__Exercise__:
Where the records below reach the line containing "rather than stopping.", start transcribing, and end with the line containing "assert_eq!(intent.sway, Strafe::Left);", exactly and with nothing else added.

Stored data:
%%
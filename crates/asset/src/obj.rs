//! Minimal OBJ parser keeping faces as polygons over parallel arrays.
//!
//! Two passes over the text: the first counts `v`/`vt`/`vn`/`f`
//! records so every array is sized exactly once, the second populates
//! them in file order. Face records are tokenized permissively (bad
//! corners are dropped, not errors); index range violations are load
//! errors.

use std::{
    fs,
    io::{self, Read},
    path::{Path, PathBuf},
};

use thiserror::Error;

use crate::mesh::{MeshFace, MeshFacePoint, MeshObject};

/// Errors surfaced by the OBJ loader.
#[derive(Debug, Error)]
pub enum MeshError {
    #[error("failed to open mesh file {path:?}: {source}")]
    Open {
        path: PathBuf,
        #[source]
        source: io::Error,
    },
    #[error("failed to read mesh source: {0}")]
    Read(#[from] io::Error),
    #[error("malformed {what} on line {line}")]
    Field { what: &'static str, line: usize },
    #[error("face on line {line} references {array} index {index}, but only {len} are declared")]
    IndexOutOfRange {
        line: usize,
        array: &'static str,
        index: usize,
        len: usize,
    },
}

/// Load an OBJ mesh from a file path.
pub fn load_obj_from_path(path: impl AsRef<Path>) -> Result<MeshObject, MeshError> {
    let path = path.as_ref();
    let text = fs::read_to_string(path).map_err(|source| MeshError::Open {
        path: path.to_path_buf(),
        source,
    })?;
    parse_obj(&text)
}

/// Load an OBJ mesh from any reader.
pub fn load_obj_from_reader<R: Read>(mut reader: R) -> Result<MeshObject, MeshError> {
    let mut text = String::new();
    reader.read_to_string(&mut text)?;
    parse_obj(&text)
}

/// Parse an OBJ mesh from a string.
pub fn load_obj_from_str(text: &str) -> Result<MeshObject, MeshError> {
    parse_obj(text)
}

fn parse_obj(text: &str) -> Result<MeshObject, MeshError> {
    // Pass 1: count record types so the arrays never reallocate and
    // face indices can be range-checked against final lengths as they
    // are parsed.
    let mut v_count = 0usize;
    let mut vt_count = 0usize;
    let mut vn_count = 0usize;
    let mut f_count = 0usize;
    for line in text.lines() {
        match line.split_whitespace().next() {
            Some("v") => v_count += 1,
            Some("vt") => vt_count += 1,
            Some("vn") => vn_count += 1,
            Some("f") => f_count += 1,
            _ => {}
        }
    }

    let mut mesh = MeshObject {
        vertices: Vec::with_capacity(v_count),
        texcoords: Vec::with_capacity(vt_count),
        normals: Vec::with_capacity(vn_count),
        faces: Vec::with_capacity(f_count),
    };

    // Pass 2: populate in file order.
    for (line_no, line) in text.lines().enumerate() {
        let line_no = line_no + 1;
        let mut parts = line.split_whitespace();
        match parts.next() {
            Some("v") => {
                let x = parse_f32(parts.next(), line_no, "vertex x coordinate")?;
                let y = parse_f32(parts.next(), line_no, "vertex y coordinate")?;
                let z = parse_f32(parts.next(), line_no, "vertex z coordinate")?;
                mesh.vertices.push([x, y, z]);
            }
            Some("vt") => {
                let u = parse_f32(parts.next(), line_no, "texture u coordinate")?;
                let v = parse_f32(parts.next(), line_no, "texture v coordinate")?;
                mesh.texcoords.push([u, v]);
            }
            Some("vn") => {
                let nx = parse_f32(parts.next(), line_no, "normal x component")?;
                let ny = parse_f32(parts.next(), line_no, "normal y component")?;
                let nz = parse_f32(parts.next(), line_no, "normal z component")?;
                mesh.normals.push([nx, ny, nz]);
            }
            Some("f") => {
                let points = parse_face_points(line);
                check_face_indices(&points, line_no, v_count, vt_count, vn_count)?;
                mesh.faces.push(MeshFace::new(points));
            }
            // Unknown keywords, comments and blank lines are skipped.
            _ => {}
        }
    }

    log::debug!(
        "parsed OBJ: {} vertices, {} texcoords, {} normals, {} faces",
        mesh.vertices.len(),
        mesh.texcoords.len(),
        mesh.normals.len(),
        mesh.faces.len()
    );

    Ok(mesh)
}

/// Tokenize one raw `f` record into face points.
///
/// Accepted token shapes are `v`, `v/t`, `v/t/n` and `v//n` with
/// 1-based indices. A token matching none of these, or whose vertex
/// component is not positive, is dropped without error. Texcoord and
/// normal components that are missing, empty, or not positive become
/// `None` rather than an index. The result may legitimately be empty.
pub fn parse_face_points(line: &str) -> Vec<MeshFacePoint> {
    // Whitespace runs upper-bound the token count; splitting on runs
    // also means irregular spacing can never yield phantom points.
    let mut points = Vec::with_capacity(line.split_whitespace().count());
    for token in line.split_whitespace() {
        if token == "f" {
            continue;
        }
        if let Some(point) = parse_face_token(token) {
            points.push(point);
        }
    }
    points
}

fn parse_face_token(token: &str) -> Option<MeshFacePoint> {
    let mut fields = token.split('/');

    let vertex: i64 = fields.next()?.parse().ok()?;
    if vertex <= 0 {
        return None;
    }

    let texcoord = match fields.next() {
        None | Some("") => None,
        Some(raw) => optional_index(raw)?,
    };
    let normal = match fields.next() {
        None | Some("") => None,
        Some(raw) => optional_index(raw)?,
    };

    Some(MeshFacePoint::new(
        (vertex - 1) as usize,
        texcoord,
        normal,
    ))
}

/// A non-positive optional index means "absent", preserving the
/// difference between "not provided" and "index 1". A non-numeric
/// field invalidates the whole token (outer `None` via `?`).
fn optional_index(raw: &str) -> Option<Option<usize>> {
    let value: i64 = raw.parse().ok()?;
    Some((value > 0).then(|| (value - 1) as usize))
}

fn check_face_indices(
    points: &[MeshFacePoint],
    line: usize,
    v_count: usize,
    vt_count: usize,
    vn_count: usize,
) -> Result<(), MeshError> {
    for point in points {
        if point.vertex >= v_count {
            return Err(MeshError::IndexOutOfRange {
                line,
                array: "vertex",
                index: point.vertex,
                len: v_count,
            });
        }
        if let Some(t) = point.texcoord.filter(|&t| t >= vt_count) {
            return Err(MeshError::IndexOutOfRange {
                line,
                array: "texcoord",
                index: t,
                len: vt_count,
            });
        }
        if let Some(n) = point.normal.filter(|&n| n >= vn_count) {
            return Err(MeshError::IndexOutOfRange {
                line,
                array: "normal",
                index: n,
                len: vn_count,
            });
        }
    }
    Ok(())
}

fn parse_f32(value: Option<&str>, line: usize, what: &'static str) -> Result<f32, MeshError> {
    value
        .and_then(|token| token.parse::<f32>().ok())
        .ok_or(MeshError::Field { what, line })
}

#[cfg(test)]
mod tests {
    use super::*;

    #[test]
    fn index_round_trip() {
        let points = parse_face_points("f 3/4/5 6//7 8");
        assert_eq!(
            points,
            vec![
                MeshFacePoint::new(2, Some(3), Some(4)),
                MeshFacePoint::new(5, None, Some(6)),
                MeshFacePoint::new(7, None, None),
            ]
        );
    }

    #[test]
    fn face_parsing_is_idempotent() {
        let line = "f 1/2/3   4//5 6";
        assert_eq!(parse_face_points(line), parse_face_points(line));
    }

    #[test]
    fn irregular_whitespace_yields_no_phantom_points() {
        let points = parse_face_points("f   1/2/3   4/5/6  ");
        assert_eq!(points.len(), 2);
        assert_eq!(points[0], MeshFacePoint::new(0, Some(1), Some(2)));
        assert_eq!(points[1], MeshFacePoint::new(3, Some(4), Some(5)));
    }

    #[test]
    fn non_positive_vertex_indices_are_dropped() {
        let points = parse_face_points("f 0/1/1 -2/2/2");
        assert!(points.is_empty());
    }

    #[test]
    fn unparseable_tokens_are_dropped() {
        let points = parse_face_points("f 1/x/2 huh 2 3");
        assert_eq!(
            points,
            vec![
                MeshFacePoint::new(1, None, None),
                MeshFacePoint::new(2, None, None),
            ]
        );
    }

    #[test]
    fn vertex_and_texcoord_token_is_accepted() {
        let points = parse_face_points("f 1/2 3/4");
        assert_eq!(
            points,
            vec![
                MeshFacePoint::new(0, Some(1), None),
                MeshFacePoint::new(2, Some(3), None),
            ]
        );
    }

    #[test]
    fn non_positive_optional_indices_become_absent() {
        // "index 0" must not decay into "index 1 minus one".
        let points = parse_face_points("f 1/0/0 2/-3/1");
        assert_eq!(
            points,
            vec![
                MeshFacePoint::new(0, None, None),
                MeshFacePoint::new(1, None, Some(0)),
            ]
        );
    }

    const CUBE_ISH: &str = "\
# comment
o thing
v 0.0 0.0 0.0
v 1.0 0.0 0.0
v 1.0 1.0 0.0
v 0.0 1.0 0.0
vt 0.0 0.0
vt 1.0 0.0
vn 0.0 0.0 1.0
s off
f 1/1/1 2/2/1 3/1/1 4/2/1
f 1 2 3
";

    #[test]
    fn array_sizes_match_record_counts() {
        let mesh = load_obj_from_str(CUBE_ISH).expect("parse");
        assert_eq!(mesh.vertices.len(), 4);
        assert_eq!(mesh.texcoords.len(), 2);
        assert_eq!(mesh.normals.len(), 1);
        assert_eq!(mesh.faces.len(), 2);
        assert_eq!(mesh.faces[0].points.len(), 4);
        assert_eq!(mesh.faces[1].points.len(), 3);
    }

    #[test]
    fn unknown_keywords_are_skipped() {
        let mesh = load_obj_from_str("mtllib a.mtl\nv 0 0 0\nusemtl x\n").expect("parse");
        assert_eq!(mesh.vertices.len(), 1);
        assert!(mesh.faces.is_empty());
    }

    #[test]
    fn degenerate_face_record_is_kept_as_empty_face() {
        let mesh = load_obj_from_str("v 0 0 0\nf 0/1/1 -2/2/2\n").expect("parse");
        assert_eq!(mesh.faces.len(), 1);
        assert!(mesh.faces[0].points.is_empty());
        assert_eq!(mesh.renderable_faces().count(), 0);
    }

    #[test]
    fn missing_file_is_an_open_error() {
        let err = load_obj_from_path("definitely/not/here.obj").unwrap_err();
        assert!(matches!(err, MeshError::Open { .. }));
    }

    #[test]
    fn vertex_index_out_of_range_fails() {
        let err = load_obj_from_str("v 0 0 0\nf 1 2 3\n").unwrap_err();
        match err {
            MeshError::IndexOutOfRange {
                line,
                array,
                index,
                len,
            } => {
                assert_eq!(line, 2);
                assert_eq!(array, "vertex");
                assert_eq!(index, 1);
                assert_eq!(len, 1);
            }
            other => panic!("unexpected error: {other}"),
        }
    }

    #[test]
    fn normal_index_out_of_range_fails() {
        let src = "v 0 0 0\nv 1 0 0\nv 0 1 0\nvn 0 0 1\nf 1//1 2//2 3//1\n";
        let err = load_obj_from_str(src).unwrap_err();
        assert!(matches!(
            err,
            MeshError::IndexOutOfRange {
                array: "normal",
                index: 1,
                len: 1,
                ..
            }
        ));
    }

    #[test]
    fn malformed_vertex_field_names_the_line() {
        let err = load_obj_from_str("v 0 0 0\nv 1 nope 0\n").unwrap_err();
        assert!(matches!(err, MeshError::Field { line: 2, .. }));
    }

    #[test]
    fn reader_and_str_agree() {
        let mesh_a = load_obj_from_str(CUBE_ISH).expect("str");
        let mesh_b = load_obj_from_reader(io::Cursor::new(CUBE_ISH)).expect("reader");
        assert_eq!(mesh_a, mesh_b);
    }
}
%%
%%
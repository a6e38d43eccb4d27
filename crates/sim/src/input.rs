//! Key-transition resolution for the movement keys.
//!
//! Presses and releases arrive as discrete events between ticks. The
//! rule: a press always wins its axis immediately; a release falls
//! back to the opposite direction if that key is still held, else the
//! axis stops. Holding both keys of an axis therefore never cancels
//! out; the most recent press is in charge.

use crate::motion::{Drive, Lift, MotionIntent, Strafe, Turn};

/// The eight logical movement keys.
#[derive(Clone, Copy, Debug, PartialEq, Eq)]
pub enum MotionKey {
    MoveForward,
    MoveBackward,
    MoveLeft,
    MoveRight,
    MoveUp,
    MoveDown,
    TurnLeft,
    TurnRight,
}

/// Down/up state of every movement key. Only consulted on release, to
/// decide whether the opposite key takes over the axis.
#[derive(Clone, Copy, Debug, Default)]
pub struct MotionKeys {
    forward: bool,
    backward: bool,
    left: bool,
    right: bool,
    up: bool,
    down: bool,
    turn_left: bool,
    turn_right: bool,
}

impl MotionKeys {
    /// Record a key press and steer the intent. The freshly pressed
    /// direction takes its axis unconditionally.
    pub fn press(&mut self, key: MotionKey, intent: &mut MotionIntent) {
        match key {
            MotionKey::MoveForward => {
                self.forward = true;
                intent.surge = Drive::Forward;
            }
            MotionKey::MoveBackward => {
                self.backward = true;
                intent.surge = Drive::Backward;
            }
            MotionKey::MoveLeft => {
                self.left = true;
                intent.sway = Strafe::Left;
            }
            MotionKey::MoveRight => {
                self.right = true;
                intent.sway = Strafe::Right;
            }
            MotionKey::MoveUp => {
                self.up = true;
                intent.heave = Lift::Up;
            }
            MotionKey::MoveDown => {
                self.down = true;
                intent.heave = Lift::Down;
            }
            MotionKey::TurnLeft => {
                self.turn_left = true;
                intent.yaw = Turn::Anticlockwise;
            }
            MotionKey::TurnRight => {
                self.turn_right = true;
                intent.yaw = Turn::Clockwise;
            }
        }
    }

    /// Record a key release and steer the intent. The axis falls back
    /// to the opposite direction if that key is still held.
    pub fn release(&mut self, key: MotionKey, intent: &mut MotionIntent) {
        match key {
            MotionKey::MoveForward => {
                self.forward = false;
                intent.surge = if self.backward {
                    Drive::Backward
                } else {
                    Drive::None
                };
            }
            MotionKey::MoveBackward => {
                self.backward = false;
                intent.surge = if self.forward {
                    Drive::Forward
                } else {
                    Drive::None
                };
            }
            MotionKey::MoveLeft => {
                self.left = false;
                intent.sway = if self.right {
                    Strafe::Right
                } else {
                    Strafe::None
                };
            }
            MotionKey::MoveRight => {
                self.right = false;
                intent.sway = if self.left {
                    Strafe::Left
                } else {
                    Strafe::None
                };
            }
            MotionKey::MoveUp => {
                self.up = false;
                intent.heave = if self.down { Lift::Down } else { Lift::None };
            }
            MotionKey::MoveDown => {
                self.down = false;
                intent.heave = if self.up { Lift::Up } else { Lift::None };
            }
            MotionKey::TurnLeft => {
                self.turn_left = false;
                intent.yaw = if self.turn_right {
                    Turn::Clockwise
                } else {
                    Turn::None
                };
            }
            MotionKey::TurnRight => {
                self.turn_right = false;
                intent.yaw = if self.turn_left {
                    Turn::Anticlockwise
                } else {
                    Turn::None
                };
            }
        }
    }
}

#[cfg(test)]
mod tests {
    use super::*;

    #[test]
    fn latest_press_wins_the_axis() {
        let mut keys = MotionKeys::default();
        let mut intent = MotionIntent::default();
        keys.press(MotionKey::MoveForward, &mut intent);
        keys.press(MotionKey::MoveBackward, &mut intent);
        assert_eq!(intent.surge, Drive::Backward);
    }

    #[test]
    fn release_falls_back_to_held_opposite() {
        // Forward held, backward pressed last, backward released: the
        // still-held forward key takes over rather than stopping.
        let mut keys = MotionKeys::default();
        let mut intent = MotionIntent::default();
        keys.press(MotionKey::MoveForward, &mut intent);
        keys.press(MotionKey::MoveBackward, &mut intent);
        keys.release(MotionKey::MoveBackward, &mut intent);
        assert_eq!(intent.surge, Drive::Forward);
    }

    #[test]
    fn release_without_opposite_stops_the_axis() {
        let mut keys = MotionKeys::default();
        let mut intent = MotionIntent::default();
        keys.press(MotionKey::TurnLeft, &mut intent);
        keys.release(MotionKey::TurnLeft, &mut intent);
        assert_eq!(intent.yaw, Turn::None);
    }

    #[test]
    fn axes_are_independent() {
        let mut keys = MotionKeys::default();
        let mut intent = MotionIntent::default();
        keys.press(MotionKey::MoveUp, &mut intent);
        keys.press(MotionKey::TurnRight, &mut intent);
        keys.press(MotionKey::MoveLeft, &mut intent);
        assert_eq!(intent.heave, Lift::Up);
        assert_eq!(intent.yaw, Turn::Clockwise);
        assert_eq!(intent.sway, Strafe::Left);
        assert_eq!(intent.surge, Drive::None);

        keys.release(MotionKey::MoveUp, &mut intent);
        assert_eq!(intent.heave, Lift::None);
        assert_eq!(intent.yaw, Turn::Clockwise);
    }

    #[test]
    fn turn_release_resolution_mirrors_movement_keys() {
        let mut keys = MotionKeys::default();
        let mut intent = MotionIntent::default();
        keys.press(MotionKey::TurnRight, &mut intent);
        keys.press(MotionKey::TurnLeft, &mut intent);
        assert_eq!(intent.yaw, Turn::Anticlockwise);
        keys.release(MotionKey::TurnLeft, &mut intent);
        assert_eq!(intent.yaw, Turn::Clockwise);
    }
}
%%
%%
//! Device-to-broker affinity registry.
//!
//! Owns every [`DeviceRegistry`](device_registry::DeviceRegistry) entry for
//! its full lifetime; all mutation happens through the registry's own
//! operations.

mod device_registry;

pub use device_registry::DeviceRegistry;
%%
__Answer to the problem__:
        // still-held forward key takes over rather than stopping.
        let mut keys = MotionKeys::default();
        let mut intent = MotionIntent::default();
        keys.press(MotionKey::MoveForward, &mut intent);
        keys.press(MotionKey::MoveBackward, &mut intent);
        keys.release(MotionKey::MoveBackward, &mut intent);
        assert_eq!(intent.surge, Drive::Forward);
    }

    #[test]
    fn release_without_opposite_stops_the_axis() {
        let mut keys = MotionKeys::default();
        let mut intent = MotionIntent::default();
        keys.press(MotionKey::TurnLeft, &mut intent);
        keys.release(MotionKey::TurnLeft, &mut intent);
        assert_eq!(intent.yaw, Turn::None);
    }

    #[test]
    fn axes_are_independent() {
        let mut keys = MotionKeys::default();
        let mut intent = MotionIntent::default();
        keys.press(MotionKey::MoveUp, &mut intent);
        keys.press(MotionKey::TurnRight, &mut intent);
        keys.press(MotionKey::MoveLeft, &mut intent);
        assert_eq!(intent.heave, Lift::Up);
        assert_eq!(intent.yaw, Turn::Clockwise);
        assert_eq!(intent.sway, Strafe::Left);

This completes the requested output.